Love suffers long and is kind; love does not envy; love does not parade itself, is not puffed up; does not behave rudely, does not seek its own, is not provoked, thinks no evil; does not rejoice in iniquity, but rejoices in the truth; bears all things, believes all things, hopes all things, endures all things. Love never fails…(1 Corinthians 13: 4-8).
Notice that love suffers long. Makrothumia is the Greek word for long and means long tempered. It is the willingness to restrain yourself for the sake of another –giving up your own rights and privileges.
Long temperedness enables you to put up with those who do things that are potentially offensive and hurtful, and put up with it with a smile! Makrothumia is elsewhere in the New Testament translated patience! Every single day, we need patience with people! And the Father has placed makrothumia in our hearts to help us as we interact with those who lack the grace of kindness and social etiquette.
Next we read that love is kind. The Greek word for kindness is chrestotes , which means a gentleness that is active, not passive. Kindness is when we show active interest in others and their affairs, when we actively seek the welfare of another.
Kindness enables us to do things that bless, help and aid those who do not treat us well. Kindness helps us to do what Jesus said in Matthew 5:44: But I say to you, love your enemies, bless those who curse you, do good to those who hate you, and pray for those who spitefully use you and persecute you.
In her book The Life of Faith, Mrs. C. Nuzum says of this kindness, Love works by being kind even under long, continued suffering – real, deep suffering brought upon us by someone else – Love will be very kind to that person.1
Next we find that love does not envy. The Greek word for envy is the Word zeloo, and from this word we get our word our word jealous. Agape is not jealous in its relationships. A person walking in Agape is not focusing on themselves; they are focusing first of all on their relationship with the Lord, and they put themselves and their needs last. A jealous person is thinking only of themselves and how another person’s actions are affecting them! A person who is jealous is careful to hold on to and maintain their own rights and possessions at all costs.

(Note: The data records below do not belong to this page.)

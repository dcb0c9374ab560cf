//! A model double that plays back a fixed script.

use std::collections::VecDeque;
use std::sync::Mutex;

use factotum_core::conversation::Conversation;
use factotum_core::error::ModelError;
use factotum_core::model::{ChatModel, ModelResponse};
use factotum_core::schema::ToolSpec;

/// Plays back queued responses in order; once the script is exhausted it
/// answers with a plain terminal text so loops always converge.
pub struct ScriptedModel {
    responses: Mutex<VecDeque<ModelResponse>>,
    calls: Mutex<usize>,
}

impl ScriptedModel {
    pub fn new(responses: Vec<ModelResponse>) -> Self {
        Self {
            responses: Mutex::new(responses.into()),
            calls: Mutex::new(0),
        }
    }

    /// How many times `generate` has been invoked.
    pub fn call_count(&self) -> usize {
        *self.calls.lock().unwrap()
    }
}

impl ChatModel for ScriptedModel {
    fn generate(
        &self,
        _history: &Conversation,
        _tools: &[ToolSpec],
    ) -> Result<ModelResponse, ModelError> {
        *self.calls.lock().unwrap() += 1;
        Ok(self
            .responses
            .lock()
            .unwrap()
            .pop_front()
            .unwrap_or_else(|| ModelResponse::text("done")))
    }
}

/// A model double that fails every call, for error-containment tests.
pub struct FailingModel;

impl ChatModel for FailingModel {
    fn generate(
        &self,
        _history: &Conversation,
        _tools: &[ToolSpec],
    ) -> Result<ModelResponse, ModelError> {
        Err(ModelError::Transport("scripted failure".to_string()))
    }
}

Again, Mrs. C Nuzum comments, It [Agape] does not desire the position, honor, power, benefits, favor, esteem or blessings that others have, but is glad to see other people enjoy blessings, and would rather help them to get more than to take from them anything they have. 2
Make a decision today to walk in patience and kindness, and to desire that others be more blessed than you! We’ll continue this tomorrow!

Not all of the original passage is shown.